Llenó las dos copas, con poca maña y casi hasta rebosar, y se sentó en el sofá:

—Aunque no lo creas, yo también llevo una semana de perros.

—¿Qué ha pasado, no funcionaba el lector de códigos?

—Estúpido…

—Lo siento, estoy más irónico que de costumbre.

—Estos días tras las vacaciones han sido una mierda —dijo—. Yo también le he dado muchas vueltas a lo tuyo, ¿sabes? No veo a Alberto desde el martes, y encima han echado a mi amiga Laura del trabajo.

—¿Laura? —pregunté—. ¿Te refieres a aquella rubia con la que te vi el primer día?

—La misma. No le han dado ningún motivo, pero todo el mundo sabe que ha sido por ser demasiado mayor. Y solo tiene cuarenta. Me he dado cuenta de que nada es para siempre.

«A buenas horas», pensé. En efecto, nada dura. Todo cambia más rápido de lo que uno desearía. Tan pronto uno se acostumbra o está satisfecho con la vida, ésta se empeña en darte una colleja para que tengas que volverte a levantar. Algunos como yo, en el fondo, ansiábamos ese golpe que nos hiciera sentir vivos y nos sacara de la rutina. Pero para otros puede ser un hecho destructivo y del que jamás se recuperarán.

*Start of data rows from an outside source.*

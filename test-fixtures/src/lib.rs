//! Shared test support for the veil workspace.
//!
//! Provides deterministic [`NoiseSource`] implementations for seeded and
//! scripted randomness, shared sample texts, and typed loading of the JSON
//! golden fixtures under `test-fixtures/fixtures/`.

use std::path::PathBuf;

use rand::rngs::StdRng;
use rand::{Rng, SeedableRng};
use serde::de::DeserializeOwned;
use serde::Deserialize;
use veil_core::traits::{laplace_from_uniform, NoiseSource};

/// Noise source over a seeded generator: random-looking but reproducible.
pub struct SeededNoise {
    rng: StdRng,
}

impl SeededNoise {
    pub fn new(seed: u64) -> Self {
        Self {
            rng: StdRng::seed_from_u64(seed),
        }
    }
}

impl NoiseSource for SeededNoise {
    fn next_uniform(&mut self) -> f64 {
        self.rng.gen::<f64>()
    }

    fn next_laplace(&mut self, scale: f64) -> f64 {
        laplace_from_uniform(self.rng.gen::<f64>(), scale)
    }
}

/// Noise source that replays fixed value sequences, cycling when exhausted.
pub struct ScriptedNoise {
    uniforms: Vec<f64>,
    laplaces: Vec<f64>,
    u_next: usize,
    l_next: usize,
}

impl ScriptedNoise {
    /// Empty sequences fall back to the silent values (uniform 0.99,
    /// Laplace 0.0).
    pub fn new(uniforms: Vec<f64>, laplaces: Vec<f64>) -> Self {
        Self {
            uniforms: if uniforms.is_empty() { vec![0.99] } else { uniforms },
            laplaces: if laplaces.is_empty() { vec![0.0] } else { laplaces },
            u_next: 0,
            l_next: 0,
        }
    }

    /// A source under which the pipeline keeps every token and perturbs no
    /// count: uniform draws of 0.99 and Laplace samples of 0.0.
    pub fn silent() -> Self {
        Self::new(Vec::new(), Vec::new())
    }
}

impl NoiseSource for ScriptedNoise {
    fn next_uniform(&mut self) -> f64 {
        let value = self.uniforms[self.u_next % self.uniforms.len()];
        self.u_next += 1;
        value
    }

    fn next_laplace(&mut self, _scale: f64) -> f64 {
        let value = self.laplaces[self.l_next % self.laplaces.len()];
        self.l_next += 1;
        value
    }
}

/// Sample text mixing every redaction category with sentiment words.
pub const CLINICAL_NOTE: &str = "John Smith is a 63-year-old patient at 12 Baker Street. \
     He was anxious about the $500 bill but felt relieved after the visit.";

/// Sample text with positive sentiment and no sensitive spans.
pub const UPBEAT_REVIEW: &str = "We were happy and hopeful. The whole week felt great.";

/// Sample text with negative sentiment and no sensitive spans.
pub const GLOOMY_REVIEW: &str = "A terrible start. Everyone stayed worried and stressed.";

/// One golden redaction case: exact expected output for a given input.
#[derive(Debug, Clone, Deserialize)]
pub struct RedactionCase {
    pub name: String,
    pub input: String,
    pub expected: String,
}

/// Root directory of the test-fixtures folder.
fn fixtures_root() -> PathBuf {
    // Works from any crate in the workspace: walk up to find test-fixtures.
    let manifest_dir = std::env::var("CARGO_MANIFEST_DIR").unwrap_or_else(|_| ".".to_string());
    let mut path = PathBuf::from(&manifest_dir);
    while !path.join("test-fixtures").exists() {
        if !path.pop() {
            panic!(
                "Could not find test-fixtures directory from CARGO_MANIFEST_DIR={}",
                manifest_dir
            );
        }
    }
    path.join("test-fixtures")
}

/// Load and deserialize a JSON fixture file from `test-fixtures/fixtures/`.
///
/// # Panics
/// Panics if the file doesn't exist or can't be deserialized.
pub fn load_fixture<T: DeserializeOwned>(relative_path: &str) -> T {
    let path = fixtures_root().join("fixtures").join(relative_path);
    let content = std::fs::read_to_string(&path)
        .unwrap_or_else(|e| panic!("Failed to read fixture {}: {}", path.display(), e));
    serde_json::from_str(&content)
        .unwrap_or_else(|e| panic!("Failed to parse fixture {}: {}", path.display(), e))
}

Sandra comenzó a contarme sus temores como nunca antes mientras daba sorbos cada vez más largos a su copa. Era capaz de expresar con palabras y gestos lo que algunos solo podemos llevar muy adentro. Ella lo expulsaba y se liberaba. La escuché atentamente durante un tiempo indefinido. Habló y habló, y no fue como escuchar a otra más de aquellas mujeres que habían pasado por mi vida y cuyas infantilidades y estupideces me importaban menos que una piedra. Sandra consiguió, con la inestimable ayuda del vino (que yo también comencé a beber dando largos tragos) que empatizara con ella y sus miedos, que al fin y al cabo no eran tan distintos a los míos. Qué le estaba pasando a Richard_dreyfuss, allí parado escuchando a una mujer, sin pensar en nada más.

Solo después de un buen rato, y tras varios silencios en los que solo se oyó el líquido rojo y oscuro verterse de nuevo sobre las copas, comencé de nuevo a fijarme en el cuerpo que tenía ante mis ojos. El sueño, milagrosamente, estaba desapareciendo. Podía intuir el canalillo de Sandra a través de su camiseta, y cuando se inclinaba para rellenar las copas una y otra vez, los tirantes del sujetador se abrían ligeramente enseñando su apetecible carne. Sí, definitivamente el vino estaba haciendo su efecto y ya volvía el calor a mi entrepierna.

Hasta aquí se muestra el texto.